**What this task involves**.
Return the lines below exactly as they appear, please, starting with the first and ending with the one that contains "2.0 error codes.".

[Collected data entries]
######

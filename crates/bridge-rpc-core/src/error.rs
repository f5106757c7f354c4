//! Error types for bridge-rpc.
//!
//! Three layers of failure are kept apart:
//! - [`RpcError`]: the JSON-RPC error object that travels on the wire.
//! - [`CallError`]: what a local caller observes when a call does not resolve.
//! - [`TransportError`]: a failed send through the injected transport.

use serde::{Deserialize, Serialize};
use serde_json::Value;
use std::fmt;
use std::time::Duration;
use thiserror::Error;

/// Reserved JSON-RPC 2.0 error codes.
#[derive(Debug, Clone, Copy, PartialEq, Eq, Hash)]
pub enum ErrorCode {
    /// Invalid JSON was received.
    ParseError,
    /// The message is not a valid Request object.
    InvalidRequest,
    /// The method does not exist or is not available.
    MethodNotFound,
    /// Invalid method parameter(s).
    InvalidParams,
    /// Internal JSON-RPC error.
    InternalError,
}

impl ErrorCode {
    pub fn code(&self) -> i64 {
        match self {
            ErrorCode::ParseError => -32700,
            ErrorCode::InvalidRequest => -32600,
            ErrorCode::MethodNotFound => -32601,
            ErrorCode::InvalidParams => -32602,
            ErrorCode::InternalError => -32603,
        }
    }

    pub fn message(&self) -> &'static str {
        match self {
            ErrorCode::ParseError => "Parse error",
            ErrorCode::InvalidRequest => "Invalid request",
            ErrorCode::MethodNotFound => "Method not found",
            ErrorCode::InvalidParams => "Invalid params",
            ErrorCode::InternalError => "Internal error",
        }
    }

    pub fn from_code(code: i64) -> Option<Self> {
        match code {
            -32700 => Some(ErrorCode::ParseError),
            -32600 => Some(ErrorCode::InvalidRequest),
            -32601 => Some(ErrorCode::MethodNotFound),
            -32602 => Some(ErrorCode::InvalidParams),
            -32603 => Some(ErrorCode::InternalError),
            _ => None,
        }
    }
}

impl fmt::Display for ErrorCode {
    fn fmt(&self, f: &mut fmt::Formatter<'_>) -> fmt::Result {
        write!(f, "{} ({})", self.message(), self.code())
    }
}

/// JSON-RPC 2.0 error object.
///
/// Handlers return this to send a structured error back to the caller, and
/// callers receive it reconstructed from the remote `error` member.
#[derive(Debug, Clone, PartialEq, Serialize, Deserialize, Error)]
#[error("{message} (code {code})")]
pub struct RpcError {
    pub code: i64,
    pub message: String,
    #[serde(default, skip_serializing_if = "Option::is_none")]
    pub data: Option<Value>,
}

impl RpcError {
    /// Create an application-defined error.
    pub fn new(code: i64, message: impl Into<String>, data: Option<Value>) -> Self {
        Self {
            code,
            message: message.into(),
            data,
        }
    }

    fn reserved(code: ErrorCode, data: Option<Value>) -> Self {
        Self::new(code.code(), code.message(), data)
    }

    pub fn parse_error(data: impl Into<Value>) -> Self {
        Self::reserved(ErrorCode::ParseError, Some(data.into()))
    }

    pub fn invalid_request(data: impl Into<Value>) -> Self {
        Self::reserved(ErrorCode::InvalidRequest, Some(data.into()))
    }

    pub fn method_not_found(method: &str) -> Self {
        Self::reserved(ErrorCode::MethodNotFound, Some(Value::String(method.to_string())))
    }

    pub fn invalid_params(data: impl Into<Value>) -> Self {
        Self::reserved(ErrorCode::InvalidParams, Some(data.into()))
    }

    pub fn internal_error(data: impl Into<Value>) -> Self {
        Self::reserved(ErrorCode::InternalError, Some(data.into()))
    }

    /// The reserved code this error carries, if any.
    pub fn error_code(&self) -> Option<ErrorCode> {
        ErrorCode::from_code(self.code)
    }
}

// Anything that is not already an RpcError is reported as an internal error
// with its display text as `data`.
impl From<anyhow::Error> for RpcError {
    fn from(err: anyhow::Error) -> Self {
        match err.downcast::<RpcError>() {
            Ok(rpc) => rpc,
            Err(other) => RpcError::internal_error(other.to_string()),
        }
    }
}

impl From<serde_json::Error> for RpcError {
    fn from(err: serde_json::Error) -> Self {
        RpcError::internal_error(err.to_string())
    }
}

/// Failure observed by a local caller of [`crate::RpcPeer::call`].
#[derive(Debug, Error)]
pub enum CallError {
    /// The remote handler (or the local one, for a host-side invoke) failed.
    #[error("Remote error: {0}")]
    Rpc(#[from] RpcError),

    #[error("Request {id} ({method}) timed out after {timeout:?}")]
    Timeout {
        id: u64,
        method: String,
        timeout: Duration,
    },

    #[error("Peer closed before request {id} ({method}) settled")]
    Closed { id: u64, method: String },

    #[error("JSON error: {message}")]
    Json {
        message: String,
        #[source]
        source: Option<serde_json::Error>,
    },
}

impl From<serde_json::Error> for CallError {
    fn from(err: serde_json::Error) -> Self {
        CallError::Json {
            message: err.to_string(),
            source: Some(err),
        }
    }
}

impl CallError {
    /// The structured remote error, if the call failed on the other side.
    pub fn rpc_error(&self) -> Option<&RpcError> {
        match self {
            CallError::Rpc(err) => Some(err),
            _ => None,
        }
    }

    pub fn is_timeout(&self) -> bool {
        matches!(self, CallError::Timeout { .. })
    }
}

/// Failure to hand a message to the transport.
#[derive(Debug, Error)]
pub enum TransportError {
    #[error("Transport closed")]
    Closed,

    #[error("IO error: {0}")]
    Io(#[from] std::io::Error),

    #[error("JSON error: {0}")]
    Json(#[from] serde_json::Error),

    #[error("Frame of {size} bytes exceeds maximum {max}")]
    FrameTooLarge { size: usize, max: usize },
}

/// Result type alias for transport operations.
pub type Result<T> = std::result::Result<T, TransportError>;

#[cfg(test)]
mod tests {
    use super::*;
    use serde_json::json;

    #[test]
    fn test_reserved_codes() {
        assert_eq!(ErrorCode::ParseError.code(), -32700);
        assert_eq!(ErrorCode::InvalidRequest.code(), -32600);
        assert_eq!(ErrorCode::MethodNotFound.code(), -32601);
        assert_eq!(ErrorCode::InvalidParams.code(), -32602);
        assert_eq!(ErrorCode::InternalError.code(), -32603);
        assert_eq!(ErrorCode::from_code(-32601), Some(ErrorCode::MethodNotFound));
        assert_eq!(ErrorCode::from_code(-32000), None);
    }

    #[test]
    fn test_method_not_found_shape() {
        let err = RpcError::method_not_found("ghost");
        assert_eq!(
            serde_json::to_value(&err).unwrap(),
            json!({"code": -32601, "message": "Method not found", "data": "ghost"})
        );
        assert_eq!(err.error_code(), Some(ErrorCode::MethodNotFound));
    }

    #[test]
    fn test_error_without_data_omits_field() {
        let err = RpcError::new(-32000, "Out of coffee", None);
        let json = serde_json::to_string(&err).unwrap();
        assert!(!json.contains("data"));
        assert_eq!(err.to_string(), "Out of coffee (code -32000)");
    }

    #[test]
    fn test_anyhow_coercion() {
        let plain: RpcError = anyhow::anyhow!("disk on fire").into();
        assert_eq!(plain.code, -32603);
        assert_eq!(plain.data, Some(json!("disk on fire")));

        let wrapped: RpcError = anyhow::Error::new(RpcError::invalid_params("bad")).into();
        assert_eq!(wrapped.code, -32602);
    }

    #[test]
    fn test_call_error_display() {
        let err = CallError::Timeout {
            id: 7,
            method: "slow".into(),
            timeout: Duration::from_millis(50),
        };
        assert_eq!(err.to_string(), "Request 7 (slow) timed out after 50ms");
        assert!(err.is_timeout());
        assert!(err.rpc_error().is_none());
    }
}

######

**Solution to this exercise**.
filename crates/bridge-rpc-core/src/error.rs
repository f5106757c7f354c4
//! Error types for bridge-rpc.
//!
//! Three layers of failure are kept apart:
//! - [`RpcError`]: the JSON-RPC error object that travels on the wire.
//! - [`CallError`]: what a local caller observes when a call does not resolve.
//! - [`TransportError`]: a failed send through the injected transport.

use serde::{Deserialize, Serialize};
use serde_json::Value;
use std::fmt;
use std::time::Duration;
use thiserror::Error;

/// Reserved JSON-RPC 2.0 error codes.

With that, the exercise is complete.